In some specific exemplary embodiments, the retinal or macular disease is one or more disease selected from a group consisting of diabetic retinopathy (DR), diabetic macular edema (DME), wet age-related macular degeneration (AMD), retinal vein occlusion (RVO), retinopathy of prematurity and glaucoma.
In some specific exemplary embodiments, the method disclosed in the present specification increases the possibility of treatment or reduces the treatment period (e.g., DR, DME, AMD, etc.) in a subject. For example, the treatment period is reduced by at least about 1 month, at least about 2 months, at least about 3 months, at least about 4 months, at least about 5 months, at least about 6 months, at least about 7 months, at least about 8 months, at least about 9 months, at least about 10 months, at least about 11 months, at least about 1 year or longer as compared to a subject not treated with the antibody or composition disclosed in the present specification. In another specific exemplary embodiment, the method disclosed in the present specification increases the duration of the disease-weakened state in a subject by about 1 month or longer, about 2 months or longer, about 3 months or longer, about 4 months or longer, about 5 months or longer, about 6 months or longer, about 7 months or longer, about 8 months or longer, about 9 months or longer, about 10 months or longer, about 11 months or longer or about 1 year or longer as compared to a subject not treated with the antibody or composition disclosed in the present specification.
In some specific exemplary embodiments, the method of the present disclosure increases the duration of the state where the progress of a disease in a subject is non-existent or delayed. For example, the duration of the state where the progress of a disease in a subject is non-existent or delayed is increased by at least about 1 month, at least about 2 months, at least about 3 months, at least about 4 months, at least about 5 months, at least about 6 months, at least about 7 months, at least about 8 months, at least about 9 months, at least about 10 months, at least about 11 months or at least about 1 year, for example, as compared to a subject not treated with the antibody or composition disclosed in the present specification.
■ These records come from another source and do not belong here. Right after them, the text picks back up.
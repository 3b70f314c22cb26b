//! Server Implementation
//!
//! HTTP server startup and shutdown

use std::time::Duration;

use axum::{Router, middleware};
use http::StatusCode;
use tower_http::cors::CorsLayer;
use tower_http::timeout::TimeoutLayer;
use tower_http::trace::TraceLayer;

use crate::api::build_app;
use crate::core::{Config, Result, ServerError, ServerState};

/// How often finished onboarding workflows are swept
const ONBOARDING_SWEEP_INTERVAL_SECS: u64 = 300;

/// Access log middleware
async fn log_request(
    request: http::Request<axum::body::Body>,
    next: middleware::Next,
) -> http::Response<axum::body::Body> {
    let method = request.method().clone();
    let uri = request.uri().clone();

    let response = next.run(request).await;

    tracing::info!(target: "http_access", "{} {} {}", method, uri, response.status());
    response
}

/// HTTP Server
pub struct Server {
    config: Config,
    state: ServerState,
}

impl Server {
    pub fn new(config: Config) -> Self {
        let state = ServerState::new(config.clone());
        Self { config, state }
    }

    /// Create server with existing state (for sharing with oneshot)
    pub fn with_state(config: Config, state: ServerState) -> Self {
        Self { config, state }
    }

    pub fn state(&self) -> &ServerState {
        &self.state
    }

    /// Fully layered router bound to this server's state
    pub fn router(&self) -> Router {
        build_app()
            .with_state(self.state.clone())
            .layer(TimeoutLayer::with_status_code(
                StatusCode::SERVICE_UNAVAILABLE,
                Duration::from_millis(self.config.request_timeout_ms),
            ))
            .layer(TraceLayer::new_for_http())
            .layer(CorsLayer::permissive())
            .layer(middleware::from_fn(log_request))
    }

    /// Periodically drop finished onboarding workflows past retention
    fn spawn_onboarding_sweep(&self) {
        let store = self.state.onboarding.clone();
        let retention_ms = i64::try_from(self.config.onboarding_retention_secs)
            .unwrap_or(i64::MAX / 1000)
            .saturating_mul(1000);
        tokio::spawn(async move {
            let mut interval =
                tokio::time::interval(Duration::from_secs(ONBOARDING_SWEEP_INTERVAL_SECS));
            loop {
                interval.tick().await;
                let removed = store.prune_finished(shared::util::now_millis(), retention_ms);
                if removed > 0 {
                    tracing::info!(removed, remaining = store.len(), "Onboarding workflows pruned");
                }
            }
        });
    }

    pub async fn run(&self) -> Result<()> {
        let addr = std::net::SocketAddr::from(([0, 0, 0, 0], self.config.http_port));
        let listener = tokio::net::TcpListener::bind(addr)
            .await
            .map_err(|source| ServerError::Bind { addr, source })?;

        tracing::info!("Reno server listening on {}", addr);

        self.spawn_onboarding_sweep();

        let shutdown = async {
            let _ = tokio::signal::ctrl_c().await;
            tracing::info!("Shutting down...");
        };

        axum::serve(listener, self.router())
            .with_graceful_shutdown(shutdown)
            .await
            .map_err(|e| ServerError::Internal(e.into()))?;

        Ok(())
    }
}
//! Onboarding routes
//!
//! | Path | Method | Operation |
//! |------|--------|-----------|
//! | /api/onboarding | POST | start a workflow for a member |
//! | /api/onboarding/{id} | GET | workflow snapshot |
//! | /api/onboarding/{id} | DELETE | drop a workflow |
//! | /api/onboarding/{id}/start | POST | begin the next pending step |
//! | /api/onboarding/{id}/complete | POST | complete the step in progress |
//! | /api/onboarding/{id}/fail | POST | fail the step in progress |

mod handler;

use axum::{
    Router,
    routing::{get, post},
};

use crate::core::ServerState;

pub fn router() -> Router<ServerState> {
    Router::new()
        .route("/api/onboarding", post(handler::create))
        .route(
            "/api/onboarding/{id}",
            get(handler::get_by_id).delete(handler::remove),
        )
        .route("/api/onboarding/{id}/start", post(handler::start_next))
        .route("/api/onboarding/{id}/complete", post(handler::complete))
        .route("/api/onboarding/{id}/fail", post(handler::fail))
}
In some specific exemplary embodiments, the method disclosed in the present specification effectively increases response rate in a group of patients. For example, the response rate in a group of patients is increased by at least about 2%, at least about 3%, at least about 4%, at least about 5%, at least about 10%, at least about 15%, at least about 20%, at least about 25%, at least about 30%, at least about 35%, at least about 40%, at least about 45%, at least about 50%, at least about 55%, at least about 60%, at least about 70%, at least about 75%, at least about 80%, at least about 85%, at least about 90%, at least about 95%, at least about 99% or at least about 100%, for example, as compared to a subject not treated with the antibody or composition disclosed in the present specification.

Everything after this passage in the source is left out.